> _Try it_
Go through the following data and transcribe exactly the stretch of lines from the one holding "segment is the" to the one holding "pub const NA: &str", both included.

(Collected data)

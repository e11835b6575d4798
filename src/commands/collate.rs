//! Population collation: stack every individual's phase-4 matrix into one
//! long-format population matrix.

use anyhow::Result;
use log::info;
use std::path::PathBuf;
use structopt::StructOpt;

use crate::commands::common::validate_input_file;
use edquant_lib::collate::collate_directory;
use edquant_lib::core::errors::EdquantError;
use edquant_lib::core::fs::FilePattern;

#[derive(StructOpt, Debug)]
#[structopt(name = "collate")]
pub struct CollateArgs {
    /// Directory containing all individual phase-4 matrices
    #[structopt(long, parse(from_os_str))]
    pub input_dir: PathBuf,

    /// Pattern matching the phase-4 matrices; the wildcard segment is the
    /// individual ID
    #[structopt(long, default_value = "*_final_editing_matrix_p4.tsv")]
    pub file_pattern: String,

    /// Path for the population matrix
    #[structopt(long, parse(from_os_str))]
    pub output: PathBuf,
}

impl CollateArgs {
    pub fn validate(&self) -> Result<(), EdquantError> {
        validate_input_file("Input directory", &self.input_dir)?;
        FilePattern::new(&self.file_pattern).map(|_| ())
    }
}

pub fn run_collate(args: CollateArgs) -> Result<()> {
    args.validate()?;
    let pattern = FilePattern::new(&args.file_pattern)?;
    let matrix = collate_directory(&args.input_dir, &pattern)?;
    matrix.write(&args.output)?;
    info!(
        "Population matrix ({} rows x {} individuals) saved to {}",
        matrix.n_rows(),
        matrix.individuals.len(),
        args.output.display()
    );
    Ok(())
}
//! Shared tabular I/O: tab-separated CSV readers/writers with transparent
//! gzip handling, plus helpers for the `NA` missing-value token used by every
//! matrix contract in the pipeline.

use crate::core::errors::Result;
use crate::core::fs::{is_gzipped, make_parent_dirs};
use flate2::read::MultiGzDecoder;
use std::fs::File;
use std::io::{BufRead, BufReader, BufWriter, Read};
use std::path::Path;

/// The literal token that encodes a missing value in every flat-file contract.
pub const NA: &str = "NA";

/// Open a path as a buffered line reader, decompressing when the extension
/// says gzip.
pub fn get_line_reader<P: AsRef<Path>>(path: P) -> Result<Box<dyn BufRead>> {
    let file = File::open(path.as_ref())?;
    if is_gzipped(path.as_ref()) {
        Ok(Box::new(BufReader::new(MultiGzDecoder::new(file))))
    } else {
        Ok(Box::new(BufReader::new(file)))
    }
}

/// Build a tab-separated CSV reader over a (possibly gzipped) file.
///
/// `comment` enables `#`-prefixed comment skipping for contracts that carry
/// provenance header lines.
pub fn get_reader<P: AsRef<Path>>(
    path: P,
    has_headers: bool,
    comment: bool,
) -> Result<csv::Reader<Box<dyn Read>>> {
    let file = File::open(path.as_ref())?;
    let raw: Box<dyn Read> = if is_gzipped(path.as_ref()) {
        Box::new(MultiGzDecoder::new(file))
    } else {
        Box::new(BufReader::new(file))
    };
    Ok(csv::ReaderBuilder::new()
        .delimiter(b'\t')
        .has_headers(has_headers)
        .comment(if comment { Some(b'#') } else { None })
        .flexible(true)
        .from_reader(raw))
}

/// Open a buffered writer, creating parent directories when missing.
pub fn get_raw_writer<P: AsRef<Path>>(path: P) -> Result<BufWriter<File>> {
    make_parent_dirs(path.as_ref())?;
    Ok(BufWriter::new(File::create(path.as_ref())?))
}

/// Parse a field that may hold the `NA` token.
pub fn parse_optional_f64(field: &str) -> Option<f64> {
    let trimmed = field.trim();
    if trimmed.is_empty() || trimmed.eq_ignore_ascii_case(NA) || trimmed.eq_ignore_ascii_case("nan")
    {
        None
    } else {
        trimmed.parse::<f64>().ok()
    }
}

/// Serialize an optional value, mapping `None` to the `NA` token.
pub fn format_optional_f64(value: Option<f64>) -> String {
    match value {
        Some(v) => format!("{}", v),
        None => NA.to_string(),
    }
}

#[cfg(test)]
mod tests {
    use super::*;

    #[test]
    fn test_na_round_trip() {
        assert_eq!(parse_optional_f64("NA"), None);
        assert_eq!(parse_optional_f64(""), None);
        assert_eq!(parse_optional_f64("0.25"), Some(0.25));
        assert_eq!(format_optional_f64(None), "NA");
        assert_eq!(format_optional_f64(Some(0.5)), "0.5");
    }
}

> _The answer_
    /// Pattern matching the phase-4 matrices; the wildcard segment is the
    /// individual ID
    #[structopt(long, default_value = "*_final_editing_matrix_p4.tsv")]
    pub file_pattern: String,

    /// Path for the population matrix
    #[structopt(long, parse(from_os_str))]
    pub output: PathBuf,
}

impl CollateArgs {
    pub fn validate(&self) -> Result<(), EdquantError> {
        validate_input_file("Input directory", &self.input_dir)?;
        FilePattern::new(&self.file_pattern).map(|_| ())
    }
}

pub fn run_collate(args: CollateArgs) -> Result<()> {
    args.validate()?;
    let pattern = FilePattern::new(&args.file_pattern)?;
    let matrix = collate_directory(&args.input_dir, &pattern)?;
    matrix.write(&args.output)?;
    info!(
        "Population matrix ({} rows x {} individuals) saved to {}",
        matrix.n_rows(),
        matrix.individuals.len(),
        args.output.display()
    );
    Ok(())
}
//! Shared tabular I/O: tab-separated CSV readers/writers with transparent
//! gzip handling, plus helpers for the `NA` missing-value token used by every
//! matrix contract in the pipeline.

use crate::core::errors::Result;
use crate::core::fs::{is_gzipped, make_parent_dirs};
use flate2::read::MultiGzDecoder;
use std::fs::File;
use std::io::{BufRead, BufReader, BufWriter, Read};
use std::path::Path;

/// The literal token that encodes a missing value in every flat-file contract.
pub const NA: &str = "NA";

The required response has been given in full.